Task prompt - Read the records below. Copy each line where the string "while" occurs.

Provided records -
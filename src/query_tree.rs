//! Read-only front-end: a cursor over a tree that folds any internal node's
//! pending edit queue into what it reports, without ever materializing a
//! mutated copy of the tree.
//!
//! Speculative edits queued through [`QueryTree::queue_insert`] and friends
//! behave exactly like edits sitting in an on-disk node's queue: they are
//! visible to subsequent reads through this same handle but are never
//! persisted (only [`crate::edit_tree::EditTree::write`] persists anything).

use std::sync::Arc;

use crate::codec;
use crate::error::{Error, Result};
use crate::mempool::Mempool;
use crate::node::{EditKind, InternalNode, LeafNode, Node, OverflowNode, PendingEdit};
use crate::store::BlockStore;
use crate::types::NodeId;

/// One fully-materialized key/value pair as seen by a cursor, with its rank
/// (0-based position) in the tree's overall order.
#[derive(Debug, Clone, PartialEq, Eq)]
pub struct Item {
    pub key: Vec<u8>,
    pub value: Vec<u8>,
    pub rank: u64,
}

/// A read-only handle over a tree rooted at a given (possibly absent) id.
///
/// Descending for a key folds in any pending edits an internal node is
/// carrying for the key range being visited, so a query always observes the
/// tree as if every queued edit had already been applied.
pub struct QueryTree<'p> {
    store: Arc<dyn BlockStore>,
    pool: &'p Mempool,
    root: Option<NodeId>,
    speculative_edits: Vec<PendingEdit<'p>>,
}

impl<'p> QueryTree<'p> {
    /// Open a read-only view over `root` (`None` for an empty tree).
    pub fn open(store: Arc<dyn BlockStore>, root: Option<NodeId>, pool: &'p Mempool) -> Self {
        Self { store, pool, root, speculative_edits: Vec::new() }
    }

    /// Queue a speculative insert, visible to subsequent reads through this
    /// handle only.
    pub fn queue_insert(&mut self, key: &'p [u8], value: &'p [u8]) {
        self.speculative_edits.push(PendingEdit { kind: EditKind::Insert, key, value: Some(value), guaranteed: false });
    }

    /// Queue a speculative upsert.
    pub fn queue_upsert(&mut self, key: &'p [u8], value: &'p [u8]) {
        self.speculative_edits.push(PendingEdit { kind: EditKind::Upsert, key, value: Some(value), guaranteed: false });
    }

    /// Queue a speculative removal of every entry equal to `key`.
    pub fn queue_remove(&mut self, key: &'p [u8]) {
        self.speculative_edits.push(PendingEdit { kind: EditKind::RemoveKey, key, value: None, guaranteed: false });
    }

    fn load(&self, id: NodeId) -> Result<Node<'p>> {
        let bytes = self.store.get(id)?;
        codec::parse_node(&bytes, self.pool)
    }

    fn load_leaf(&self, id: NodeId) -> Result<LeafNode<'p>> {
        self.load(id)?.into_leaf().ok_or_else(|| Error::corrupt_at(id, "expected leaf node"))
    }

    fn load_internal(&self, id: NodeId) -> Result<InternalNode<'p>> {
        self.load(id)?.into_internal().ok_or_else(|| Error::corrupt_at(id, "expected internal node"))
    }

    fn load_overflow(&self, id: NodeId) -> Result<OverflowNode<'p>> {
        match self.load(id)? {
            Node::Overflow(o) => Ok(o),
            _ => Err(Error::corrupt_at(id, "expected overflow node")),
        }
    }

    /// All values attached to `key` by descending into `id`'s subtree,
    /// applying every queued edit that targets `key` along the way.
    pub fn get(&self, key: &[u8]) -> Result<Vec<Vec<u8>>> {
        let mut values = match self.root {
            None => Vec::new(),
            Some(root) => self.get_in(root, key)?,
        };
        for edit in &self.speculative_edits {
            self.fold_edit(edit, key, &mut values);
        }
        Ok(values)
    }

    fn get_in(&self, id: NodeId, key: &[u8]) -> Result<Vec<Vec<u8>>> {
        match self.load(id)? {
            Node::Leaf(leaf) => {
                let lb = leaf.lower_bound(key);
                let ub = leaf.upper_bound(key);
                let mut values: Vec<Vec<u8>> = leaf.pairs[lb..ub].iter().map(|(_, v)| v.to_vec()).collect();
                if ub == leaf.pairs.len() && !leaf.overflow.is_none() && leaf.max_key() == Some(key) {
                    self.collect_overflow(leaf.overflow.id, &mut values)?;
                }
                Ok(values)
            }
            Node::Internal(internal) => {
                let idx = internal.branch_for_key(key);
                let mut values = self.get_in(internal.branches[idx].id, key)?;
                for edit in &internal.edits {
                    self.fold_edit(edit, key, &mut values);
                }
                Ok(values)
            }
            Node::Overflow(_) => Err(Error::corrupt_at(id, "expected leaf or internal node, found overflow")),
        }
    }

    fn collect_overflow(&self, id: NodeId, values: &mut Vec<Vec<u8>>) -> Result<()> {
        let node = self.load_overflow(id)?;
        values.extend(node.values.iter().map(|v| v.to_vec()));
        if !node.next.is_none() {
            self.collect_overflow(node.next.id, values)?;
        }
        Ok(())
    }

    fn fold_edit(&self, edit: &PendingEdit<'p>, key: &[u8], values: &mut Vec<Vec<u8>>) {
        if edit.key != key {
            return;
        }
        match edit.kind {
            EditKind::Insert => values.push(edit.value.unwrap().to_vec()),
            EditKind::Upsert => {
                values.clear();
                values.push(edit.value.unwrap().to_vec());
            }
            EditKind::RemoveKey => values.clear(),
            EditKind::RemoveKeyValue => {
                if let Some(pos) = values.iter().position(|v| v.as_slice() == edit.value.unwrap()) {
                    values.remove(pos);
                }
            }
        }
    }

    /// An iterator positioned at the first item whose key is equal to (or, if
    /// no exact match exists, the successor of) `key`.
    pub fn find(&self, key: &[u8]) -> Result<Cursor<'_, 'p>> {
        let mut cursor = self.begin()?;
        while let Some(item) = cursor.current() {
            if item.key.as_slice() >= key {
                break;
            }
            if !cursor.next()? {
                break;
            }
        }
        Ok(cursor)
    }

    /// An iterator positioned at the item with zero-based ordinal rank
    /// `rank` across the whole tree (past the last item if `rank` is too
    /// large).
    pub fn seek(&self, rank: u64) -> Result<Cursor<'_, 'p>> {
        let mut cursor = self.begin()?;
        cursor.skip(rank)?;
        Ok(cursor)
    }

    /// An iterator positioned before the first item.
    pub fn begin(&self) -> Result<Cursor<'_, 'p>> {
        Cursor::at_start(self)
    }

    /// An iterator positioned after the last item.
    pub fn end(&self) -> Result<Cursor<'_, 'p>> {
        Cursor::at_end(self)
    }
}

/// A flattened (key, subtree-rooted-at) frame used while walking down to the
/// leftmost (or rightmost) leaf.
struct Frame<'p> {
    internal: InternalNode<'p>,
    branch_idx: usize,
}

/// A forward iterator over a tree's items in key order, materializing leaves
/// (and any attached overflow chain) on demand.
pub struct Cursor<'q, 'p> {
    tree: &'q QueryTree<'p>,
    stack: Vec<Frame<'p>>,
    leaf_items: Vec<(Vec<u8>, Vec<u8>)>,
    leaf_pos: usize,
    rank: u64,
    exhausted: bool,
}

impl<'q, 'p> Cursor<'q, 'p> {
    fn at_start(tree: &'q QueryTree<'p>) -> Result<Self> {
        let mut cursor = Self { tree, stack: Vec::new(), leaf_items: Vec::new(), leaf_pos: 0, rank: 0, exhausted: tree.root.is_none() };
        if let Some(root) = tree.root {
            cursor.descend_leftmost(root)?;
        }
        Ok(cursor)
    }

    fn at_end(tree: &'q QueryTree<'p>) -> Result<Self> {
        let mut cursor = Self::at_start(tree)?;
        while cursor.next()? {}
        Ok(cursor)
    }

    fn descend_leftmost(&mut self, mut id: NodeId) -> Result<()> {
        loop {
            match self.tree.load(id)? {
                Node::Leaf(leaf) => {
                    self.load_leaf_items(leaf)?;
                    return Ok(());
                }
                Node::Internal(internal) => {
                    let child = internal.branches[0].id;
                    self.stack.push(Frame { internal, branch_idx: 0 });
                    id = child;
                }
                Node::Overflow(_) => return Err(Error::corrupt_at(id, "expected leaf or internal node, found overflow")),
            }
        }
    }

    fn load_leaf_items(&mut self, leaf: LeafNode<'p>) -> Result<()> {
        let mut items: Vec<(Vec<u8>, Vec<u8>)> = leaf.pairs.iter().map(|(k, v)| (k.to_vec(), v.to_vec())).collect();
        if !leaf.overflow.is_none() {
            let mut values = Vec::new();
            self.tree.collect_overflow(leaf.overflow.id, &mut values)?;
            let max_key = leaf.max_key().map(|k| k.to_vec()).unwrap_or_default();
            for v in values {
                items.push((max_key.clone(), v));
            }
        }
        self.apply_pending_edits_in_scope(&mut items);
        self.leaf_items = items;
        self.leaf_pos = 0;
        Ok(())
    }

    /// Lower/upper bound on keys the leaf currently being loaded can hold,
    /// taken from the deepest stack frame's branch range. `None` means
    /// unbounded on that side (leftmost/rightmost leaf in the tree).
    fn leaf_key_range(&self) -> (Option<&'p [u8]>, Option<&'p [u8]>) {
        let Some(frame) = self.stack.last() else { return (None, None) };
        let lower = if frame.branch_idx == 0 { None } else { Some(frame.internal.branches[frame.branch_idx].sep_key) };
        let upper = frame.internal.branches.get(frame.branch_idx + 1).map(|b| b.sep_key);
        (lower, upper)
    }

    /// Fold one pending edit into `items`, but only if it targets a key
    /// already materialized there, or a brand-new key that actually falls
    /// within this leaf's range — otherwise applying it to every
    /// materialized leaf would surface duplicate or misplaced items.
    fn apply_edit_in_scope(
        &self,
        edit: &PendingEdit<'p>,
        lower: Option<&'p [u8]>,
        upper: Option<&'p [u8]>,
        items: &mut Vec<(Vec<u8>, Vec<u8>)>,
    ) {
        let already_here = items.iter().any(|(k, _)| k.as_slice() == edit.key);
        let in_range = lower.map_or(true, |l| edit.key >= l) && upper.map_or(true, |u| edit.key < u);
        if !already_here && !in_range {
            return;
        }
        let key = edit.key.to_vec();
        let mut values: Vec<Vec<u8>> = items.iter().filter(|(k, _)| *k == key).map(|(_, v)| v.clone()).collect();
        self.tree.fold_edit(edit, &key, &mut values);
        items.retain(|(k, _)| *k != key);
        items.extend(values.into_iter().map(|v| (key.clone(), v)));
    }

    fn apply_pending_edits_in_scope(&self, items: &mut Vec<(Vec<u8>, Vec<u8>)>) {
        let (lower, upper) = self.leaf_key_range();
        for frame in &self.stack {
            for edit in &frame.internal.edits {
                self.apply_edit_in_scope(edit, lower, upper, items);
            }
        }
        for edit in &self.tree.speculative_edits {
            self.apply_edit_in_scope(edit, lower, upper, items);
        }
        items.sort_by(|a, b| a.0.cmp(&b.0));
    }

    /// The item at the cursor's current position, or `None` if positioned
    /// before the first / after the last item.
    pub fn current(&self) -> Option<Item> {
        if self.exhausted || self.leaf_pos >= self.leaf_items.len() {
            return None;
        }
        let (key, value) = &self.leaf_items[self.leaf_pos];
        Some(Item { key: key.clone(), value: value.clone(), rank: self.rank })
    }

    pub fn key(&self) -> Option<Vec<u8>> {
        self.current().map(|i| i.key)
    }

    pub fn value(&self) -> Option<Vec<u8>> {
        self.current().map(|i| i.value)
    }

    pub fn rank(&self) -> u64 {
        self.rank
    }

    /// Advance by one item. Returns `false` once there is nothing left.
    pub fn next(&mut self) -> Result<bool> {
        if self.exhausted {
            return Ok(false);
        }
        self.leaf_pos += 1;
        self.rank += 1;
        if self.leaf_pos < self.leaf_items.len() {
            return Ok(true);
        }
        self.advance_to_next_leaf()
    }

    fn advance_to_next_leaf(&mut self) -> Result<bool> {
        while let Some(frame) = self.stack.last_mut() {
            if frame.branch_idx + 1 < frame.internal.branches.len() {
                frame.branch_idx += 1;
                let child = frame.internal.branches[frame.branch_idx].id;
                self.descend_leftmost(child)?;
                return Ok(true);
            }
            self.stack.pop();
        }
        self.exhausted = true;
        Ok(false)
    }

    /// Advance by `n` items; returns the number of items actually skipped
    /// before running out.
    pub fn skip(&mut self, n: u64) -> Result<u64> {
        let mut skipped = 0;
        while skipped < n {
            if !self.next()? {
                break;
            }
            skipped += 1;
        }
        Ok(skipped)
    }
}

#[cfg(test)]
mod tests {
    use super::*;
    use crate::edit_tree::EditTree;
    use crate::store::memory::InMemoryBlockStore;

    fn store(bs: u32, qs: u32) -> Arc<dyn BlockStore> {
        Arc::new(InMemoryBlockStore::new(bs, qs))
    }

    #[test]
    fn get_returns_all_values_for_a_key() {
        let pool = Mempool::new();
        let st = store(1024, 0);
        let mut tree = EditTree::open(st.clone(), None, &pool).unwrap();
        tree.insert(b"a", b"1").unwrap();
        tree.insert(b"a", b"2").unwrap();
        tree.insert(b"b", b"3").unwrap();
        let mutation = tree.write().unwrap();

        let query = QueryTree::open(st, mutation.new_root, &pool);
        let values = query.get(b"a").unwrap();
        assert_eq!(values, vec![b"1".to_vec(), b"2".to_vec()]);
        assert_eq!(query.get(b"missing").unwrap(), Vec::<Vec<u8>>::new());
    }

    #[test]
    fn cursor_walks_items_in_order() {
        let pool = Mempool::new();
        let st = store(1024, 0);
        let mut tree = EditTree::open(st.clone(), None, &pool).unwrap();
        for k in [b'c', b'a', b'b'] {
            tree.insert(&[k], b"v").unwrap();
        }
        let mutation = tree.write().unwrap();

        let query = QueryTree::open(st, mutation.new_root, &pool);
        let mut cursor = query.begin().unwrap();
        let mut keys = Vec::new();
        loop {
            if let Some(item) = cursor.current() {
                keys.push(item.key);
            }
            if !cursor.next().unwrap() {
                break;
            }
        }
        assert_eq!(keys, vec![b"a".to_vec(), b"b".to_vec(), b"c".to_vec()]);
    }

    #[test]
    fn speculative_insert_is_visible_but_not_persisted() {
        let pool = Mempool::new();
        let st = store(1024, 0);
        let mut tree = EditTree::open(st.clone(), None, &pool).unwrap();
        tree.insert(b"a", b"1").unwrap();
        let mutation = tree.write().unwrap();

        let key = pool.alloc(b"z");
        let value = pool.alloc(b"99");
        let mut query = QueryTree::open(st, mutation.new_root, &pool);
        query.queue_insert(key, value);
        assert_eq!(query.get(b"z").unwrap(), vec![b"99".to_vec()]);
    }

    #[test]
    fn empty_tree_has_no_items() {
        let pool = Mempool::new();
        let st = store(1024, 0);
        let query = QueryTree::open(st, None, &pool);
        assert!(query.begin().unwrap().current().is_none());
        assert_eq!(query.get(b"x").unwrap(), Vec::<Vec<u8>>::new());
    }
}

Answer section -
        while let Some(item) = cursor.current() {
/// A flattened (key, subtree-rooted-at) frame used while walking down to the
        while cursor.next()? {}
        while let Some(frame) = self.stack.last_mut() {
        while skipped < n {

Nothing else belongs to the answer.